Genome complexity: what genes do and don't do (Introduction)

by dhw, Sunday, March 24, 2019, 10:56 (2071 days ago) @ David Turell

DAVID: You haven’t answered the major point, which is bacteria were preserved, and therefore they did not evolve into multicellularity by any mechanism they might have had. As God speciated, they purposely were kept for future functions and God produced something entirely new while using some of what bacteria had: DNA.

dhw: I have now answered it twice, but I’ll try again. Evolution does not mean that EVERY existing organism turns into another organism. SOME bacteria would have joined forces to create multicellularity, and others would have remained the same. SOME ape ancestors would have turned into pre-humans, but others would have remained the same. As bacteria have always been able to survive changes to their environment, they did not need to “evolve” into anything but bacteria. But SOME of them decided (“intelligence” theory) or were divinely preprogrammed/dabbled (your theory), or simply happened (chance theory) to form ever evolving communities.

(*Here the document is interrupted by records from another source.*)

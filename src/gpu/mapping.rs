//! Scoped buffer mapping.
//!
//! A mapped range is only valid until the buffer is unmapped. These guards
//! tie the two together: the view lives inside the guard and the buffer is
//! unmapped when the guard drops, on every exit path.

use std::ops::{Deref, DerefMut};
use std::sync::mpsc;

use bytemuck::Pod;

use crate::error::GpuError;

/// Read-only view of a mapped buffer. Unmaps on drop.
pub struct MappedBuffer<'a> {
    buffer: &'a wgpu::Buffer,
    view: Option<wgpu::BufferView<'a>>,
}

impl<'a> MappedBuffer<'a> {
    /// Map a `MAP_READ` buffer, blocking until pending GPU work that touches
    /// it has finished.
    pub fn read(device: &wgpu::Device, buffer: &'a wgpu::Buffer) -> Result<Self, GpuError> {
        let slice = buffer.slice(..);
        let (sender, receiver) = mpsc::channel();
        slice.map_async(wgpu::MapMode::Read, move |result| {
            let _ = sender.send(result);
        });
        device.poll(wgpu::Maintain::Wait);

        receiver
            .recv()
            .map_err(|_| GpuError::BufferMapping("map callback never ran".into()))??;

        Ok(Self {
            buffer,
            view: Some(slice.get_mapped_range()),
        })
    }

    /// The mapped bytes reinterpreted as `T`.
    pub fn as_slice<T: Pod>(&self) -> &[T] {
        bytemuck::cast_slice(&self[..])
    }
}

impl Deref for MappedBuffer<'_> {
    type Target = [u8];

    fn deref(&self) -> &[u8] {
        self.view.as_deref().unwrap_or(&[])
    }
}

impl Drop for MappedBuffer<'_> {
    fn drop(&mut self) {
        // The view must go before the unmap.
        self.view.take();
        self.buffer.unmap();
    }
}

/// Writable view of a buffer created with `mapped_at_creation`. Unmaps on
/// drop, handing the contents to the GPU.
pub struct MappedBufferMut<'a> {
    buffer: &'a wgpu::Buffer,
    view: Option<wgpu::BufferViewMut<'a>>,
}

impl<'a> MappedBufferMut<'a> {
    pub fn at_creation(buffer: &'a wgpu::Buffer) -> Self {
        Self {
            buffer,
            view: Some(buffer.slice(..).get_mapped_range_mut()),
        }
    }

    pub fn as_mut_slice<T: Pod>(&mut self) -> &mut [T] {
        bytemuck::cast_slice_mut(&mut self[..])
    }
}

impl Deref for MappedBufferMut<'_> {
    type Target = [u8];

    fn deref(&self) -> &[u8] {
        self.view.as_deref().unwrap_or(&[])
    }
}

impl DerefMut for MappedBufferMut<'_> {
    fn deref_mut(&mut self) -> &mut [u8] {
        self.view.as_deref_mut().unwrap_or(&mut [])
    }
}

impl Drop for MappedBufferMut<'_> {
    fn drop(&mut self) {
        self.view.take();
        self.buffer.unmap();
    }
}
#[cfg(test)]
mod tests {
    use super::*;

    fn rng() -> StdRng {
        StdRng::seed_from_u64(0x5eed)
    }

    #[test]
    fn test_seeding_clears_flags_and_stays_in_unit_interval() {
        let mut values = vec![7.0; 4096];
        let mut flags = vec![1; 4096];
        seed_random_numbers(&mut values, &mut flags, &mut rng());

        assert!(flags.iter().all(|&f| f == 0));
        assert!(values.iter().all(|&v| (0.0..1.0).contains(&v)));
    }

    #[test]
    fn test_reseed_replaces_only_flagged_values() {
        let mut rng = rng();
        let mut values = vec![0.0; 1000];
        let mut flags = vec![0; 1000];
        seed_random_numbers(&mut values, &mut flags, &mut rng);

        for i in (0..1000).step_by(3) {
            flags[i] = 1;
        }
        let before = values.clone();
        let flagged_before = flags.clone();

        let reseeded = reseed_flagged(&mut values, &mut flags, &mut rng);

        assert_eq!(reseeded, flagged_before.iter().filter(|&&f| f != 0).count());
        for i in 0..1000 {
            assert_eq!(flags[i], 0);
            if flagged_before[i] != 0 {
                assert_ne!(values[i], before[i]);
                assert!((0.0..1.0).contains(&values[i]));
            } else {
                assert_eq!(values[i], before[i]);
            }
        }
    }

    #[test]
    fn test_reseed_without_flags_is_a_no_op() {
        let mut values = vec![0.25, 0.5, 0.75];
        let mut flags = vec![0; 3];
        assert_eq!(reseed_flagged(&mut values, &mut flags, &mut rng()), 0);
        assert_eq!(values, vec![0.25, 0.5, 0.75]);
    }

    #[test]
    fn test_any_nonzero_flag_counts_as_set() {
        let mut values = vec![0.5, 0.5];
        let mut flags = vec![u32::MAX, 0];
        assert_eq!(reseed_flagged(&mut values, &mut flags, &mut rng()), 1);
        assert_eq!(flags, vec![0, 0]);
    }

    #[test]
    fn test_reference_configuration_dispatches_every_particle() {
        let config = EngineConfig::default();
        assert_eq!(config.particle_count, PARTICLE_COUNT);
        assert_eq!(config.window_size, WINDOW_SIZE);
        assert!(!config.allow_software_adapter);
    }

    #[test]
    fn test_gpu_param_layouts_match_kernel() {
        assert_eq!(std::mem::size_of::<ParticleParams>(), 16);
        assert_eq!(std::mem::size_of::<ViewportParams>(), 16);
    }

    #[test]
    fn test_missing_kernel_is_an_io_error() {
        let err = load_kernel_source(Path::new("kernels/does_not_exist.wgsl"), &VectorField::zero())
            .unwrap_err();
        assert!(matches!(err, KernelError::Io { .. }));
    }

    fn scatter_from_origin(field: &VectorField, count: u32, range: i32, rng: &mut StdRng) -> (Vec<Vec2>, Vec<f32>, Vec<u32>) {
        let mut seeds = vec![0.0; count as usize];
        let mut flags = vec![0; count as usize];
        seed_random_numbers(&mut seeds, &mut flags, rng);

        let positions = (0..count)
            .map(|i| {
                let (next, flagged) =
                    step_particle(field, Vec2::ZERO, Vec2::ZERO, range, seeds[i as usize], i, true);
                flags[i as usize] = u32::from(flagged);
                next
            })
            .collect();
        (positions, seeds, flags)
    }

    fn distinct_positions(positions: &[Vec2]) -> usize {
        let mut keys: Vec<(u32, u32)> = positions
            .iter()
            .map(|p| (p.x.to_bits(), p.y.to_bits()))
            .collect();
        keys.sort_unstable();
        keys.dedup();
        keys.len()
    }

    fn inside(p: Vec2, origin: Vec2, range: i32) -> bool {
        let half = range as f32 * 0.5;
        (p - origin).abs().cmple(Vec2::splat(half)).all()
    }

    #[test]
    fn test_step_scale_matches_kernel() {
        let kernel = std::fs::read_to_string(KERNEL_FILE_PATH).unwrap();
        assert!(kernel.contains(&format!("const STEP_SCALE: f32 = {STEP_SCALE:?};")));
    }

    #[test]
    fn test_particles_at_a_fixed_point_stay_without_scatter() {
        // Every preset has a fixed point at the origin, where zeroed
        // positions start.
        for field in [
            VectorField::rotation(),
            VectorField::saddle(),
            VectorField::source(),
            VectorField::sink(),
            VectorField::waves(),
        ] {
            let (next, flagged) = step_particle(&field, Vec2::ZERO, Vec2::ZERO, 10, 0.3, 0, false);
            assert_eq!(next, Vec2::ZERO);
            assert!(!flagged);
        }
    }

    #[test]
    fn test_first_dispatch_spreads_particles_over_viewport() {
        let mut rng = rng();
        let origin = Vec2::new(2.0, -3.0);
        let mut seeds = vec![0.0; 1000];
        let mut flags = vec![0; 1000];
        seed_random_numbers(&mut seeds, &mut flags, &mut rng);

        let positions: Vec<Vec2> = (0..1000u32)
            .map(|i| {
                let (next, flagged) = step_particle(
                    &VectorField::rotation(),
                    Vec2::ZERO,
                    origin,
                    10,
                    seeds[i as usize],
                    i,
                    true,
                );
                assert!(flagged);
                next
            })
            .collect();

        assert!(positions.iter().all(|&p| inside(p, origin, 10)));
        assert!(distinct_positions(&positions) > 900);

        // Both axes are covered, not just a line.
        let spread = |f: fn(&Vec2) -> f32| {
            let values: Vec<f32> = positions.iter().map(f).collect();
            let min = values.iter().cloned().fold(f32::INFINITY, f32::min);
            let max = values.iter().cloned().fold(f32::NEG_INFINITY, f32::max);
            max - min
        };
        assert!(spread(|p| p.x) > 8.0);
        assert!(spread(|p| p.y) > 8.0);
    }

    #[test]
    fn test_step_leaving_viewport_raises_flag_and_relocates_inside() {
        let field = VectorField::source();
        let (next, flagged) = step_particle(&field, Vec2::new(4.99, 0.0), Vec2::ZERO, 10, 0.25, 7, false);
        assert!(flagged);
        assert!(inside(next, Vec2::ZERO, 10));
        assert_eq!(next.x, (0.25 - 0.5) * 10.0);
    }

    #[test]
    fn test_non_finite_step_counts_as_outside() {
        let field = VectorField::new(
            crate::field::BivariateFunction::new(|_| f32::NAN, "0.0"),
            crate::field::BivariateFunction::constant(0.0),
        );
        let (next, flagged) = step_particle(&field, Vec2::ONE, Vec2::ZERO, 10, 0.5, 0, false);
        assert!(flagged);
        assert!(next.is_finite());
    }

    #[test]
    fn test_rotation_flow_moves_exits_and_reseeds() {
        let field = VectorField::rotation();
        let mut rng = rng();
        let (mut positions, mut seeds, mut flags) = scatter_from_origin(&field, 500, 10, &mut rng);
        assert_eq!(reseed_flagged(&mut seeds, &mut flags, &mut rng), 500);
        let start = positions.clone();

        let mut reseeded = 0;
        for _ in 0..200 {
            for (i, p) in positions.iter_mut().enumerate() {
                let (next, flagged) =
                    step_particle(&field, *p, Vec2::ZERO, 10, seeds[i], i as u32, false);
                *p = next;
                flags[i] = u32::from(flagged);
            }
            reseeded += reseed_flagged(&mut seeds, &mut flags, &mut rng);
        }

        // Corner particles rotate out of the square viewport within a
        // quarter turn.
        assert!(reseeded > 0);
        assert!(positions.iter().all(|&p| inside(p, Vec2::ZERO, 10)));
        assert!(positions.iter().zip(&start).filter(|(a, b)| a != b).count() > 450);
        assert!(distinct_positions(&positions) > 450);
    }

    #[test]
    fn test_kernel_source_has_field_appended() {
        let source = load_kernel_source(Path::new(KERNEL_FILE_PATH), &VectorField::rotation()).unwrap();
        assert!(source.contains("fn main("));
        assert!(source.ends_with(&VectorField::rotation().to_wgsl()));
    }
}
//! Counter-clockwise rotation about the origin.
//!
//! Run with: `cargo run --example rotation`
//!
//! Drag to pan, scroll to zoom. Set `RUST_LOG=fieldflow=debug` to follow
//! viewport changes.

use fieldflow::prelude::*;
use tracing_subscriber::EnvFilter;

fn main() {
    tracing_subscriber::fmt()
        .with_env_filter(EnvFilter::try_from_default_env().unwrap_or_else(|_| EnvFilter::new("info")))
        .init();

    let result = Visualizer::new(VectorField::rotation())
        .with_title("fieldflow - rotation")
        .run();

    if let Err(e) = result {
        tracing::error!("{e}");
        std::process::exit(1);
    }
}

DAVID: You are right in that 99% of species die out. And since we do not know how things speciate, you have listed possibilities.

dhw: Yes indeed. More to the point, as above, is that the non-evolution of some bacteria is irrelevant to the question of whether they are intelligent or not.

DAVID: Not relevant. My main point still persists: bacteria were purposely preserved to play a role now, innately intelligent or not.

You have forgotten the starting point of this particular discussion, which was your entry under “Horizontal gene transfer”:

https://www.nature.com/articles/s41564-018-0174-y

QUOTE: "Natural transformation is a broadly conserved mechanism of horizontal gene transfer in bacterial species that can shape evolution and foster the spread of antibiotic resistance determinants, promote antigenic variation and lead to the acquisition of novel virulence factors.” (dhw’s bold)

DAVID: Bacteria can alter their responses with this mechanism, but, for example, E. coli will stay E. coli. Doesn't solve speciation.

dhw: Nobody has yet solved speciation, but if you believe that all species descended from other species, that does not mean that all their antecedents have to die out! Of course E.coli are still E.coli, just as apes are still apes. The proposal is that SOME single cells formed multicellular communities, and over billions of years SOME multicellular communities changed themselves into different multicellular communities. And since we now know that bacteria can change their responses, MAYBE that same mechanism is capable of producing “novel factors” which have “shaped evolution”

The subject was not the purpose of bacteria but whether they were capable of shaping evolution by producing novel factors (linking up with our heading: what genes do and don’t do). Nobody can possibly dispute the essential roles that bacteria have always played in life.